Scan the entries below for "Keypair" and copy each line that holds it.

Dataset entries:

************

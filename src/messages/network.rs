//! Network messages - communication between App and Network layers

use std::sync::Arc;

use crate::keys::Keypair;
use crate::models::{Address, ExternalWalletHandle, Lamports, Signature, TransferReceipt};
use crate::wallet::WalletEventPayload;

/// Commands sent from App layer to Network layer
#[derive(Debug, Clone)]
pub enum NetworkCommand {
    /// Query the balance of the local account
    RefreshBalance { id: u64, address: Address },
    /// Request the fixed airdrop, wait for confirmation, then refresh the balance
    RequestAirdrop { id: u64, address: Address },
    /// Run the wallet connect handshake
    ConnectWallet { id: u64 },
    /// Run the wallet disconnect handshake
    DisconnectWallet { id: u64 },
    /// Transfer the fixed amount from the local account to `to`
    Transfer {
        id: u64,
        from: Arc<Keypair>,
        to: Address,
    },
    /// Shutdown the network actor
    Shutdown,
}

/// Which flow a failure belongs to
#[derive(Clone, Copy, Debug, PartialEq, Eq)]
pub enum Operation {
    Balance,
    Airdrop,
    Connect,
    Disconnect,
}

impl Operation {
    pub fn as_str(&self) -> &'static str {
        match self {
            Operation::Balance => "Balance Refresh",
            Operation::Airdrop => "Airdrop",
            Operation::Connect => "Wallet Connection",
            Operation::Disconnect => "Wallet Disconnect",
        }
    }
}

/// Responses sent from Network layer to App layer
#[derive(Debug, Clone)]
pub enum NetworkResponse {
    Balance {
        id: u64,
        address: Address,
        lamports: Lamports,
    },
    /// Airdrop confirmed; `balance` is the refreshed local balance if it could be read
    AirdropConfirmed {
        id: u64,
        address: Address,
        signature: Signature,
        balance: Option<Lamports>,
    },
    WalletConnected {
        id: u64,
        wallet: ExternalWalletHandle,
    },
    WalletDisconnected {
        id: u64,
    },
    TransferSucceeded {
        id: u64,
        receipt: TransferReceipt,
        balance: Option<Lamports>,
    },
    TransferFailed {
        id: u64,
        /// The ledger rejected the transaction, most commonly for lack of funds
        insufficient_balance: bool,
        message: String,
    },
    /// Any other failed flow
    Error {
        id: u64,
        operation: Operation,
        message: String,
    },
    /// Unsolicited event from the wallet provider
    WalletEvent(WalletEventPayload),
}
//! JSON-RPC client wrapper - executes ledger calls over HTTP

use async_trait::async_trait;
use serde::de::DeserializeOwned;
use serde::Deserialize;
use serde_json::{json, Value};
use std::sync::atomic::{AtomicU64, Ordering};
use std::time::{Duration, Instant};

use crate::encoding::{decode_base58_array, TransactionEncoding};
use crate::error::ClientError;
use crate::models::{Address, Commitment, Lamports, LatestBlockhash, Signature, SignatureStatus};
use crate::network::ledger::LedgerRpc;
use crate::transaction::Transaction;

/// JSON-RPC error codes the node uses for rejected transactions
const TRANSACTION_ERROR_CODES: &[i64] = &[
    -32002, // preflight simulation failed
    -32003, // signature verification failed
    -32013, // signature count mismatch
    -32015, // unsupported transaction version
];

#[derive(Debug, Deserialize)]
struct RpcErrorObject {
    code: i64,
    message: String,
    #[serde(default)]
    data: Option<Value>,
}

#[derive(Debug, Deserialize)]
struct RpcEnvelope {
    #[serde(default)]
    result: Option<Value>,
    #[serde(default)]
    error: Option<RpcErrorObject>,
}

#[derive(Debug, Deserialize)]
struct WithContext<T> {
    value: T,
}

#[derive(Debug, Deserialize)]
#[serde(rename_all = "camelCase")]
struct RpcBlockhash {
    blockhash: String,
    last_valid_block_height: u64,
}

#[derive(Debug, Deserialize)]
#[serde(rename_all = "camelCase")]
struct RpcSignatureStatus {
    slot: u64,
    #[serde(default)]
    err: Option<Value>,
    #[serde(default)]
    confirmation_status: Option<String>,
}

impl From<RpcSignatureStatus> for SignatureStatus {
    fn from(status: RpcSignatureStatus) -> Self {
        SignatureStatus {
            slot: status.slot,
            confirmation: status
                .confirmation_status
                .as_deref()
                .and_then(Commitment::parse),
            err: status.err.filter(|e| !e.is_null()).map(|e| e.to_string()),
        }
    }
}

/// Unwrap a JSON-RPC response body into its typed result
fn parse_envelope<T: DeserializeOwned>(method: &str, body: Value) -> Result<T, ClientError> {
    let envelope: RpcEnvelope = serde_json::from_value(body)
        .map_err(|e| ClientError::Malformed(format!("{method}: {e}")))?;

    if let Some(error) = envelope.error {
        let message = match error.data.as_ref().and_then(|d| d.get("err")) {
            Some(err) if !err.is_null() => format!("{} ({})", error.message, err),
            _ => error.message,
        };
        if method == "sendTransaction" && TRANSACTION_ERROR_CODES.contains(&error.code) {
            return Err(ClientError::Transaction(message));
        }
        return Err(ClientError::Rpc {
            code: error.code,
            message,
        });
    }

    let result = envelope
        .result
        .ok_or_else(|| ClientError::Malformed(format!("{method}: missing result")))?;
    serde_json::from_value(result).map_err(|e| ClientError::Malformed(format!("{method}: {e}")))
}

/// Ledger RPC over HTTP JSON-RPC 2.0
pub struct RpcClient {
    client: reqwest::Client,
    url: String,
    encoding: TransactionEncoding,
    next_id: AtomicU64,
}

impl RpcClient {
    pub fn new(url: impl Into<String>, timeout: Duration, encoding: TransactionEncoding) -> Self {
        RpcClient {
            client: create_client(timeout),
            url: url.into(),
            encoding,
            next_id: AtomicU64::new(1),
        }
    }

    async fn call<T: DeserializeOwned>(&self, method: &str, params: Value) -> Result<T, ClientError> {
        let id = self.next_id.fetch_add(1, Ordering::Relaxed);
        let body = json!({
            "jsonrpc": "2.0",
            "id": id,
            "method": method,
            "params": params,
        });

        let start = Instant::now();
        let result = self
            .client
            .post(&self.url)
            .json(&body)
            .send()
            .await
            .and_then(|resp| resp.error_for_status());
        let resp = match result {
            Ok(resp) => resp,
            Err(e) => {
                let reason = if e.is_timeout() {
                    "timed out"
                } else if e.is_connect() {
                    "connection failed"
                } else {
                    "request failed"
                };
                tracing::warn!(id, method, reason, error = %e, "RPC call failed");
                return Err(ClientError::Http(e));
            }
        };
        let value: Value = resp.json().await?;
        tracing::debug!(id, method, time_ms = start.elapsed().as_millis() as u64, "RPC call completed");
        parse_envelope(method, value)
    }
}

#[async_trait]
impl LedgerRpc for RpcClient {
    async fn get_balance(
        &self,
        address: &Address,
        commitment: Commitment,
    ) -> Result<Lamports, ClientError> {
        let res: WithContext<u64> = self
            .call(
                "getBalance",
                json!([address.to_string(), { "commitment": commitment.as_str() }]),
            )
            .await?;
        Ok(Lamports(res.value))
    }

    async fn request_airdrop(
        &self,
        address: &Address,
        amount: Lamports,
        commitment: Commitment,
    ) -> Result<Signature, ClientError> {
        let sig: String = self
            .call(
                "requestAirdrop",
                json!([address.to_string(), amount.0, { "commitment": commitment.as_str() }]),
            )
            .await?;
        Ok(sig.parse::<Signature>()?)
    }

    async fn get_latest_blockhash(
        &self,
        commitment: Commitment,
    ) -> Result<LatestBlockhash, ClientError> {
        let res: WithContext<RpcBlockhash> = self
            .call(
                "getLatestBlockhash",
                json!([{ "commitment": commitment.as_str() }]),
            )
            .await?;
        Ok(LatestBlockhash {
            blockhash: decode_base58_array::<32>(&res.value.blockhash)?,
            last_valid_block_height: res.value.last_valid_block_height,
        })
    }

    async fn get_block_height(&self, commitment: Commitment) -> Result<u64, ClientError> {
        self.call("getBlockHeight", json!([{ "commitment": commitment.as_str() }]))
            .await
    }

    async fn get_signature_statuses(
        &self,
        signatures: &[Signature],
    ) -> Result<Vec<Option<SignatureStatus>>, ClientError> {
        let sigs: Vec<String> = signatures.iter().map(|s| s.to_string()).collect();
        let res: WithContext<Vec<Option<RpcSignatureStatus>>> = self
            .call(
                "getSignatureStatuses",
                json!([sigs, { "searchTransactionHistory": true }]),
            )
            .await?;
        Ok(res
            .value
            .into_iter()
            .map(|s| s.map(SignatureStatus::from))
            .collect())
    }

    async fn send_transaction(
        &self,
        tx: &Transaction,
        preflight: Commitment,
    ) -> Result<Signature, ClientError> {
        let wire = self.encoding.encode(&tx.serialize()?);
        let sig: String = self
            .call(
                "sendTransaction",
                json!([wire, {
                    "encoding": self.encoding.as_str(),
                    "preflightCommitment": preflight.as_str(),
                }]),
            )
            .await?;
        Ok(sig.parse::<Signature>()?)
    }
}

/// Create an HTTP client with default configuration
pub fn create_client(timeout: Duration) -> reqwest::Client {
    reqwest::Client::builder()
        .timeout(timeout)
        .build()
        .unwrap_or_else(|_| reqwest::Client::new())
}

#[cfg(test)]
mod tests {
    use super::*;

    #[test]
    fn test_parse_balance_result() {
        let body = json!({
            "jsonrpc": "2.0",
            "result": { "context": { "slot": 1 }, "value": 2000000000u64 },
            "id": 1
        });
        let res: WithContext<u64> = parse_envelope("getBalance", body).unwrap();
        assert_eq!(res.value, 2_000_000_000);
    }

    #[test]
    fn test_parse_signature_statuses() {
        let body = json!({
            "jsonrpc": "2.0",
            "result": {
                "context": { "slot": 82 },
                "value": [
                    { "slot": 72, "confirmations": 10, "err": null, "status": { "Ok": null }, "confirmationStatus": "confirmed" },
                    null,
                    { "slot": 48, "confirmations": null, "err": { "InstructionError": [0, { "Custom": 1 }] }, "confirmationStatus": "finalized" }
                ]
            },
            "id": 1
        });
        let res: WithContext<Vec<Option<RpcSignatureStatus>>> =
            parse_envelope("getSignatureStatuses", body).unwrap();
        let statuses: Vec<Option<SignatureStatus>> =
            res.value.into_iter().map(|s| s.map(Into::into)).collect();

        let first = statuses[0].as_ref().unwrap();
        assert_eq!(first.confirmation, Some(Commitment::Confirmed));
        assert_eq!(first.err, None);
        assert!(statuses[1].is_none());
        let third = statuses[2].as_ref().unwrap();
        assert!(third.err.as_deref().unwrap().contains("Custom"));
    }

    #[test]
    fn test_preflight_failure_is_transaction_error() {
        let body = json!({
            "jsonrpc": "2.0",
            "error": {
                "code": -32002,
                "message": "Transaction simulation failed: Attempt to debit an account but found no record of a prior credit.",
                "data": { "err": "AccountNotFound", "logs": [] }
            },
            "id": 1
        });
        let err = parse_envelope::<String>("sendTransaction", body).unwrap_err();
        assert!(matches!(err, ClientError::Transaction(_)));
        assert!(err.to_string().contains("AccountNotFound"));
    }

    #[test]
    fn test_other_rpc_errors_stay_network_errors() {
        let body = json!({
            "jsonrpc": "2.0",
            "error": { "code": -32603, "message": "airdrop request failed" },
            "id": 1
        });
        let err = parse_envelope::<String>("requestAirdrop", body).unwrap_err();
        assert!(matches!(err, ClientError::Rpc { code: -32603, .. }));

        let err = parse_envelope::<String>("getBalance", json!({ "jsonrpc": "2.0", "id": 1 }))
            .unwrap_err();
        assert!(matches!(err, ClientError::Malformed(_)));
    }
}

************

## Answer to this problem
use crate::keys::Keypair;
        from: Arc<Keypair>,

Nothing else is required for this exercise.